### EXERCISE INPUTS:

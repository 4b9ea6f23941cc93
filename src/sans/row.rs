//! Rows of automaton history.
//!
//! A row stores a bounded segment of explicit cells, packed eight to a byte
//! with the leftmost cell in the most significant bit, starting at column
//! [`Row::offset`]. Every column left of the segment holds the segment's first
//! cell (the head), and every column right of it holds its last (the tail).
//!
//! ```text
//!   ... h h h [ explicit segment ] t t t ...
//!             ^ offset           ^ end
//! ```

use alloc::{vec, vec::Vec};

use tartan_bitfield::bitfield;

bitfield! {
    struct Cells(u8) {
        [7] first,
        [0] last,
    }
}

/// A single row of automaton history.
///
/// The payload `B` is any byte storage: decoding from a slice yields rows
/// borrowing from it, and decoding from a reader yields rows owning a `Vec`.
/// Rows always hold at least one byte.
#[derive(Debug, Clone, Copy, PartialEq, Eq, Hash)]
pub struct Row<B> {
    pub(super) offset: i64,
    pub(super) data: B,
}

impl<B: AsRef<[u8]>> Row<B> {
    /// Construct a row from the column of its first explicit cell and its
    /// packed cells. Returns `None` if `data` is empty.
    pub fn new(offset: i64, data: B) -> Option<Self> {
        if data.as_ref().is_empty() {
            return None;
        }

        Some(Self { offset, data })
    }

    /// The column of the first explicit cell.
    pub fn offset(&self) -> i64 {
        self.offset
    }

    /// The packed explicit cells.
    pub fn data(&self) -> &[u8] {
        self.data.as_ref()
    }

    /// The number of bytes of explicit cells.
    pub fn byte_length(&self) -> usize {
        self.data().len()
    }

    /// The first column after the explicit segment.
    ///
    /// Widened, as a segment starting near `i64::MAX` may end beyond it.
    pub fn end(&self) -> i128 {
        self.offset as i128 + 8 * self.byte_length() as i128
    }

    /// The value of every column left of the explicit segment.
    pub fn head(&self) -> u8 {
        Cells(self.data()[0]).first() as u8
    }

    /// The value of every column right of the explicit segment.
    pub fn tail(&self) -> u8 {
        let data = self.data();
        Cells(data[data.len() - 1]).last() as u8
    }

    /// Extract a window of `out.len()` cells starting at column `x` into `out`,
    /// using only the runs flanking the explicit segment.
    ///
    /// Columns up to the start of the segment are filled with the head, and
    /// all remaining columns with the tail. Explicit cells are never written:
    /// a window starting inside or after the segment is entirely tail, and a
    /// window starting before it is head up to `offset` and tail beyond. Use
    /// [`Row::window_into`] to read the explicit cells themselves.
    ///
    /// This is the extraction used by
    /// [`Automaton::render`](crate::avec::automaton::Automaton::render).
    pub fn slice_into(&self, x: i64, out: &mut [u8]) {
        let len = out.len();

        // Length of the slice built so far. May run past the window.
        let mut n = 0;

        if x < self.offset {
            n = usize::try_from(self.offset.abs_diff(x)).unwrap_or(usize::MAX);
            out[..n.min(len)].fill(self.head());
        }

        if (x as i128) + (len as i128) < self.offset as i128 {
            // The head run already covers the window, so the first check
            // always stops the copy.
            for &b in self.data() {
                if n > len {
                    n = len;
                    break;
                }

                for i in (0..8).rev() {
                    if let Some(cell) = out.get_mut(n) {
                        *cell = (b >> i) & 1;
                    }
                    n += 1;
                }
            }
        }

        if n < len {
            out[n..].fill(self.tail());
        }
    }

    /// Extract a window of `len` cells starting at column `x`.
    ///
    /// See [`Row::slice_into`].
    pub fn slice(&self, x: i64, len: usize) -> Vec<u8> {
        let mut out = vec![0; len];
        self.slice_into(x, &mut out);
        out
    }

    /// The value of the cell at column `p`.
    pub fn cell(&self, p: i64) -> u8 {
        self.cell_wide(p as i128)
    }

    /// Extract a window of `out.len()` cells starting at column `x` into `out`,
    /// reading explicit cells where the window overlaps the segment.
    pub fn window_into(&self, x: i64, out: &mut [u8]) {
        for (p, cell) in (x as i128..).zip(out.iter_mut()) {
            *cell = self.cell_wide(p);
        }
    }

    /// Extract a window of `len` cells starting at column `x`, reading explicit
    /// cells where the window overlaps the segment.
    pub fn window(&self, x: i64, len: usize) -> Vec<u8> {
        let mut out = vec![0; len];
        self.window_into(x, &mut out);
        out
    }

    fn cell_wide(&self, p: i128) -> u8 {
        let offset = self.offset as i128;

        if p < offset {
            return self.head();
        }
        if p >= self.end() {
            return self.tail();
        }

        // Within the segment, so the distance fits the payload's length.
        let i = (p - offset) as usize;
        (self.data()[i / 8] >> (7 - i % 8)) & 1
    }
}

### EXERCISE DESCRIPTION:
Copy out, from the data above, every line holding the word "packed".

### COMPLETED EXERCISE:
//! A row stores a bounded segment of explicit cells, packed eight to a byte
    /// packed cells. Returns `None` if `data` is empty.
    /// The packed explicit cells.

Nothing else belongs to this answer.